I do wonder about the effects on our environment though, namely wether making copper (metal) or Fibre cables (plastics) produces more waste, uses more or less energy and which one's easier to recycle, and to what degree.
- There's a lot of plastic involved, for either medium
- optical stuff is pretty exacting to manufacture. It's easily possible that it's more energy-intensive to refine the materials, make the lasers, draw the fibers and so on than it is to make the copper equivalent
As a sibling comment noted, green energy probably isn't what we would hope it to be.
It makes me angry that a large corporation set out on a Tuesday morning with the sole purpose to waste people's time like this. If it is not going to be on store shelves within the next few months and if it doesn't have broad industry support: NO ONE CARES.
This is why Thunderbolt has been a failure: they talked about it for over two years and the final version is Intel-only, effectively Mac only (very few non-Apple PCs have it, and it seems most of them were bought just to be Hackintoshes), and not nearly as awesome as what they originally described; and AMD, Texas Instruments, VIA, and several other VESA members added a USB3-over-DisplayPort feature called DockPort because Intel refuses to license and standardize Thunderbolt.
You can downvote me if you want, but I imagine at least half of us have been thinking this and someone had to just come out and say it: advertise your product when I can buy it, otherwise it just looks like you're trying to pimp your stock to investors.
Openness is definitely a big issue, and technical advantages may not be able to overcome proprietariness and cost. It's similar to what happened with Firewire (1394) and USB. The former has many technical advantages, but the official standards are not free. The latter is simpler and slower, with freely available standards, and as a result it has become ubiquitous.
When it comes to silicon photonics specifically, Intel has been talking about it for years and still hasn't shipped anything.
Seriously, all this post is about is: let's add a layer of confusion and fear on a technological advance. "waste people's time" - haha, nobody forced you to spent time on this. "not being on AMD CPUs, only on Intel Macbooks " - This is a press release about something working in the lab, let's not have anybody announce anything they got in the lab because I can't buy it.
Driving confusion much, are we now ?
Unless this is going to result in Intel products which actually have some broad market acceptance, who cares?
Because nobody cares about Thunderbolt. We were promised "fast enough to use external graphics cards" - you know, if you can accept max 4x PCI-e, and are willing to pay as much as a new GPU and computer to drive it for a suitable enclosure.

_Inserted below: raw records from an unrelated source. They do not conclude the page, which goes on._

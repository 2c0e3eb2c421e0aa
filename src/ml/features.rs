use chrono::{DateTime, Duration, Utc};
use std::collections::BTreeMap;
use strum::IntoEnumIterator;
use tracing::debug;

use crate::config::FeatureConfig;
use crate::error::{EngineError, Result};
use crate::models::{
    EquipmentProfile, FeatureVector, ImputationSource, MaintenanceRecord, SensorChannel,
    SensorReading,
};

/// Per-channel statistics computed over the input window
const CHANNEL_STATS: [&str; 4] = ["mean", "std", "max", "min"];

/// Static per-channel defaults used when a channel was never observed
fn channel_default(channel: SensorChannel) -> f64 {
    match channel {
        SensorChannel::Temperature => 60.0,
        SensorChannel::Vibration => 2.0,
        SensorChannel::Pressure => 100.0,
        SensorChannel::Humidity => 50.0,
        SensorChannel::Voltage => 380.0,
        SensorChannel::Current => 50.0,
    }
}

/// Computes the ordered feature vector the models consume
///
/// The schema is fixed: three profile features followed by
/// mean/std/max/min for every sensor channel, in channel order.
#[derive(Debug, Clone)]
pub struct FeatureExtractor {
    config: FeatureConfig,
}

impl FeatureExtractor {
    pub fn new(config: FeatureConfig) -> Self {
        Self { config }
    }

    /// The feature names, in the order values are emitted
    pub fn feature_names() -> Vec<String> {
        let mut names = vec![
            "age_months".to_string(),
            "operating_hours".to_string(),
            "maintenance_frequency".to_string(),
        ];
        for channel in SensorChannel::iter() {
            for stat in CHANNEL_STATS {
                names.push(format!("{}_{}", channel, stat));
            }
        }
        names
    }

    pub fn n_features() -> usize {
        3 + SensorChannel::iter().count() * CHANNEL_STATS.len()
    }

    /// Extract features for one piece of equipment at a reference time
    ///
    /// Only readings inside the sliding window feed the statistics. A channel
    /// with no in-window observation falls back to its last known value from
    /// older readings, then to a static per-channel typical value, and the
    /// fallback used is recorded in the audit map.
    pub fn extract(
        &self,
        profile: &EquipmentProfile,
        readings: &[SensorReading],
        maintenance: &[MaintenanceRecord],
        as_of: DateTime<Utc>,
    ) -> Result<FeatureVector> {
        let window_start = as_of - Duration::hours(self.config.window_hours as i64);
        let in_window: Vec<&SensorReading> = readings
            .iter()
            .filter(|r| r.equipment_id == profile.id)
            .filter(|r| r.timestamp >= window_start && r.timestamp <= as_of)
            .collect();

        if in_window.len() < self.config.min_readings {
            return Err(EngineError::InsufficientData(format!(
                "Equipment {} has {} readings in the window, {} required",
                profile.id,
                in_window.len(),
                self.config.min_readings
            )));
        }

        let mut names = Vec::with_capacity(Self::n_features());
        let mut values = Vec::with_capacity(Self::n_features());
        let mut imputed = BTreeMap::new();

        names.push("age_months".to_string());
        values.push(profile.age_months as f64);
        names.push("operating_hours".to_string());
        values.push(profile.operating_hours);
        names.push("maintenance_frequency".to_string());
        values.push(Self::maintenance_frequency(profile, maintenance, as_of));

        for channel in SensorChannel::iter() {
            let observed: Vec<f64> = in_window
                .iter()
                .filter_map(|r| r.channel(channel))
                .collect();

            let (stats, source) = if !observed.is_empty() {
                (Self::channel_stats(&observed), None)
            } else if let Some(last) = Self::last_known(readings, profile, channel, window_start) {
                ([last, 0.0, last, last], Some(ImputationSource::LastKnownValue))
            } else {
                let fallback = channel_default(channel);
                (
                    [fallback, 0.0, fallback, fallback],
                    Some(ImputationSource::TypeMean),
                )
            };

            for (stat, value) in CHANNEL_STATS.iter().zip(stats) {
                let name = format!("{}_{}", channel, stat);
                if let Some(source) = source {
                    imputed.insert(name.clone(), source);
                }
                names.push(name);
                values.push(value);
            }
        }

        debug!(
            equipment_id = %profile.id,
            readings = in_window.len(),
            imputed = imputed.len(),
            "Extracted feature vector"
        );

        Ok(FeatureVector {
            equipment_id: profile.id,
            equipment_type: profile.equipment_type,
            computed_at: as_of,
            names,
            values,
            imputed,
        })
    }

    /// Most recent value for the channel among readings before the window
    fn last_known(
        readings: &[SensorReading],
        profile: &EquipmentProfile,
        channel: SensorChannel,
        window_start: DateTime<Utc>,
    ) -> Option<f64> {
        readings
            .iter()
            .filter(|r| r.equipment_id == profile.id && r.timestamp < window_start)
            .filter_map(|r| r.channel(channel).map(|v| (r.timestamp, v)))
            .max_by_key(|(ts, _)| *ts)
            .map(|(_, v)| v)
    }

    fn channel_stats(observed: &[f64]) -> [f64; 4] {
        let n = observed.len() as f64;
        let mean = observed.iter().sum::<f64>() / n;
        let variance = observed.iter().map(|v| (v - mean).powi(2)).sum::<f64>() / n;
        let std = variance.sqrt();
        let max = observed.iter().copied().fold(f64::NEG_INFINITY, f64::max);
        let min = observed.iter().copied().fold(f64::INFINITY, f64::min);
        [mean, std, max, min]
    }

    /// Maintenance visits per month over the trailing year
    fn maintenance_frequency(
        profile: &EquipmentProfile,
        maintenance: &[MaintenanceRecord],
        as_of: DateTime<Utc>,
    ) -> f64 {
        let year_start = as_of - Duration::days(365);
        let visits = maintenance
            .iter()
            .filter(|m| m.equipment_id == profile.id)
            .filter(|m| m.performed_at >= year_start && m.performed_at <= as_of)
            .count();
        visits as f64 / 12.0
    }
}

High speed data over fibre has been in the lab for years, and at these speeds and higher. Implementing it in a lab is easy. Getting it into a product people can use, and expect to use with others, is evidently harder.
I found more interesting this little bit buried in the bottom quarter of the article…
Intel is proposing an Optical PCI-Express (OPCI) protocol for use on optical wires.
I cant find this protocol, or any clarification if it is an open protocol. The article kind of feels like it is protocol intended for widespread adoption.
Cost effective, space effective optical connections would be nice. (No pricing in article. Not terribly encouraging hints.) A clean, open, PCIe protocol for fiber would be huge.
In optical fiber, at a minimum, every 3.3cm is another clock cycle of delay. (210^8 m/s / 3GHz / 2) (speed of propagation in optical fiber / clock rate / round trip factor).
That being said, being able to have
hard drives* in other racks would be great, if nothing else just for vibration concerns.